Público - 5 Nov 05
Tróia
Helena Matos
a entrevista que deu esta semana à revista Visão Mário
Soares classifica Medina Carreira como uma "Cassandra
lusitana". Os sucessivos avisos de Medina Carreira sobre
o incomportável peso do Estado na sociedade portuguesa e
sobre a não sustentabilidade da segurança social
transformaram-no, segundo Mário Soares, num "profeta da
desgraça". Mário Soares orgulha-se das suas leituras,
mas creio que a Ilíada e a Odisseia não serão as suas
leituras mais recentes, pois esqueceu o essencial:
esqueceu que Cassandra tinha razão. A maldição que sobre
ela fora lançada por Apolo fizera com que os seus avisos
nunca fossem tomados em conta. Mas Cassandra não se
enganava.
Não sei o que levou Mário Soares a recorrer à imagem de
Cassandra. Creio até que tentou emendar o exemplo,
referindo em seguida, na resposta aos jornalistas da
Visão, uma personagem queirosiana que, sem dúvida,
amenizava a alusão a Cassandra. Mas é de facto de
Cassandra que se trata. É de facto em Tróia que estamos.

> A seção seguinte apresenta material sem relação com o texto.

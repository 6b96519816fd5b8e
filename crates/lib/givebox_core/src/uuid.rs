// Helper for generating UUIDv7 (timestamp-sortable UUIDs)
//
// PostgreSQL does not natively support UUIDv7 for auto-generation.
// The donations table is listed newest-first, so its IDs are
// generated app-side as UUIDv7 to keep insertion order recoverable
// from the ID alone.

use uuid::Uuid;

/// Generate a new UUIDv7 (timestamp-sortable).
pub fn uuidv7() -> Uuid {
    Uuid::now_v7()
}
//! Liveness probe.

use axum::Json;

use crate::models::StatusResponse;

/// `GET /` — service status probe.
pub async fn status_handler() -> Json<StatusResponse> {
    Json(StatusResponse {
        status: "live",
        message: "Givebox donation service is running",
    })
}
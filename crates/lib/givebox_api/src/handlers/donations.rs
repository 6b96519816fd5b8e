//! Public donation intake handlers.

use axum::Json;
use axum::extract::State;
use axum::http::StatusCode;
use givebox_core::donations::{self, DonationError};
use tracing::error;

use crate::AppState;
use crate::error::{AppError, AppResult};
use crate::models::{DonationRequest, MessageResponse};

/// `POST /api/donations` — accept a donation form submission.
///
/// Both a rejected submission and a store failure surface as the same
/// generic `500`; the distinction is only logged.
pub async fn create_donation_handler(
    State(state): State<AppState>,
    Json(body): Json<DonationRequest>,
) -> AppResult<(StatusCode, Json<MessageResponse>)> {
    match donations::create(&state.pool, body.into()).await {
        Ok(()) => Ok((
            StatusCode::CREATED,
            Json(MessageResponse {
                message: "Donation received".into(),
            }),
        )),
        Err(e) => {
            error!(error = %e, "failed to save donation");
            Err(match e {
                DonationError::MissingField(_) => {
                    AppError::Validation("Error saving donation".into())
                }
                DonationError::Db(_) => AppError::Store("Error saving donation".into()),
            })
        }
    }
}
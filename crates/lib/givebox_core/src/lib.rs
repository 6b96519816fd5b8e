//! # givebox_core
//!
//! Core domain logic for Givebox.

pub mod donations;
pub mod migrate;
pub mod models;
pub mod session;
pub mod uuid;

/// Returns the crate version.
pub fn version() -> &'static str {
    env!("CARGO_PKG_VERSION")
}
//! Admin session registry.
//!
//! Process-wide set of currently valid admin tokens, kept only in memory:
//! a restart invalidates every session and token holders are not notified.
//! Any number of tokens may be valid at once, and a token stays valid
//! until it is explicitly revoked.

use dashmap::DashSet;
use rand::distr::Alphanumeric;
use rand::{Rng, rng};

/// Session token length (alphanumeric chars).
const TOKEN_LEN: usize = 64;

/// Generate a random session token.
fn generate_token() -> String {
    rng()
        .sample_iter(&Alphanumeric)
        .take(TOKEN_LEN)
        .map(char::from)
        .collect()
}

/// In-memory registry of valid admin session tokens.
///
/// Backed by a concurrent set, so issue/check/revoke are atomic with
/// respect to concurrent requests.
pub struct SessionRegistry {
    tokens: DashSet<String>,
}

impl SessionRegistry {
    pub fn new() -> Self {
        Self {
            tokens: DashSet::new(),
        }
    }

    /// Issue a new token and register it as valid.
    pub fn issue(&self) -> String {
        let token = generate_token();
        self.tokens.insert(token.clone());
        token
    }

    /// Whether the token is currently registered.
    pub fn is_valid(&self, token: &str) -> bool {
        self.tokens.contains(token)
    }

    /// Remove a token. Revoking an absent token is not an error.
    pub fn revoke(&self, token: &str) {
        self.tokens.remove(token);
    }
}

impl Default for SessionRegistry {
    fn default() -> Self {
        Self::new()
    }
}
//! Wire models (request/response DTOs).
//!
//! Field names are camelCase on the wire, distinct from the snake_case
//! domain models in `givebox_core::models`.

use chrono::{DateTime, Utc};
use givebox_core::models::donation::{DonationRecord, DonationSubmission};
use serde::{Deserialize, Serialize};

/// Generic `{"message": ...}` body used by acknowledgments and errors.
#[derive(Debug, Serialize, Deserialize)]
pub struct MessageResponse {
    pub message: String,
}

/// `GET /` response.
#[derive(Debug, Serialize)]
pub struct StatusResponse {
    pub status: &'static str,
    pub message: &'static str,
}

/// `POST /api/donations` request body.
///
/// Every field is optional at the wire level; presence is enforced by
/// the domain validation so a rejected submission never reaches the
/// store.
#[derive(Debug, Deserialize)]
#[serde(rename_all = "camelCase")]
pub struct DonationRequest {
    pub timestamp: Option<DateTime<Utc>>,
    pub first_name: Option<String>,
    pub last_name: Option<String>,
    pub email: Option<String>,
    pub address: Option<String>,
    pub country: Option<String>,
    pub amount: Option<f64>,
    pub card_number: Option<String>,
    pub card_expiry: Option<String>,
    pub card_cvc: Option<String>,
}

impl From<DonationRequest> for DonationSubmission {
    fn from(req: DonationRequest) -> Self {
        Self {
            timestamp: req.timestamp,
            first_name: req.first_name,
            last_name: req.last_name,
            email: req.email,
            address: req.address,
            country: req.country,
            amount: req.amount,
            card_number: req.card_number,
            card_expiry: req.card_expiry,
            card_cvc: req.card_cvc,
        }
    }
}

/// `POST /api/admin/login` request body.
#[derive(Debug, Deserialize)]
pub struct LoginRequest {
    /// Defaulted so an absent password compares unequal instead of
    /// failing body extraction.
    #[serde(default)]
    pub password: String,
}

/// `POST /api/admin/login` success response.
#[derive(Debug, Serialize, Deserialize)]
pub struct LoginResponse {
    pub token: String,
}

/// One donation as returned by the admin listing.
#[derive(Debug, Serialize, Deserialize)]
#[serde(rename_all = "camelCase")]
pub struct DonationInfo {
    pub id: String,
    pub timestamp: String,
    pub first_name: String,
    pub last_name: String,
    pub email: String,
    pub address: String,
    pub country: String,
    pub amount: f64,
    pub card_number: String,
    pub card_expiry: String,
    pub card_cvc: String,
}

impl From<DonationRecord> for DonationInfo {
    fn from(record: DonationRecord) -> Self {
        Self {
            id: record.id.to_string(),
            timestamp: record.created_at.to_rfc3339(),
            first_name: record.first_name,
            last_name: record.last_name,
            email: record.email,
            address: record.address,
            country: record.country,
            amount: record.amount,
            card_number: record.card_number,
            card_expiry: record.card_expiry,
            card_cvc: record.card_cvc,
        }
    }
}

/// `GET /api/admin/donations` response.
#[derive(Debug, Serialize, Deserialize)]
pub struct DonationListResponse {
    pub donations: Vec<DonationInfo>,
}
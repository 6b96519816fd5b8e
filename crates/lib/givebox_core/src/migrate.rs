//! Database migration support.
//!
//! Embeds and runs SQL migrations from `givebox_core/migrations/`.

use sqlx::PgPool;

/// Run all embedded database migrations against the given pool.
pub async fn migrate(pool: &PgPool) -> Result<(), sqlx::migrate::MigrateError> {
    sqlx::migrate!("./migrations").run(pool).await
}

A Europa é hoje uma cidade-Estado. Ciosa dos seus
privilégios, é-lhe indiferente o que acontece fora das
suas fronteiras. Todos os dias, seja nos assaltos às
valas de Ceuta, em pequenas embarcações ou a salto,
morre gente ao tentar passar as suas muralhas. No dia em
que na Espanha nasceu a futura rainha, no fundo duma
patera descobriu-se o cadáver dum bebé. E ninguém quis
saber sequer se era menino ou menina. Tal como ninguém
quis saber dos imigrantes que morreram queimados num
centro de detenção na Holanda... Desde que não entrem,
aceita-se tudo. Quando muito, mandam-se uns
altos-comissários e uns ministros que se mostram
chocados. Todos sabem que, para esta vergonha acabar,
era necessário que os cidadãos europeus aceitassem
perder privilégios; que, em primeiro lugar, se alterasse
a PAC; se deitassem abaixo barreiras alfandegárias. Mas
ensina a tragédia que os personagens, por mais avisados
que estejam, nunca dão ouvidos. Foi assim em Tróia. É
assim aqui. E, lá como cá, então como agora, haverá
sempre gente disposta a rir de Cassandra. Entretanto
perora-se contra a globalização, fazem-se concertos de
caridade e espera-se que esses homens vindos algures de
África, da Ásia, da América Latina... desapareçam.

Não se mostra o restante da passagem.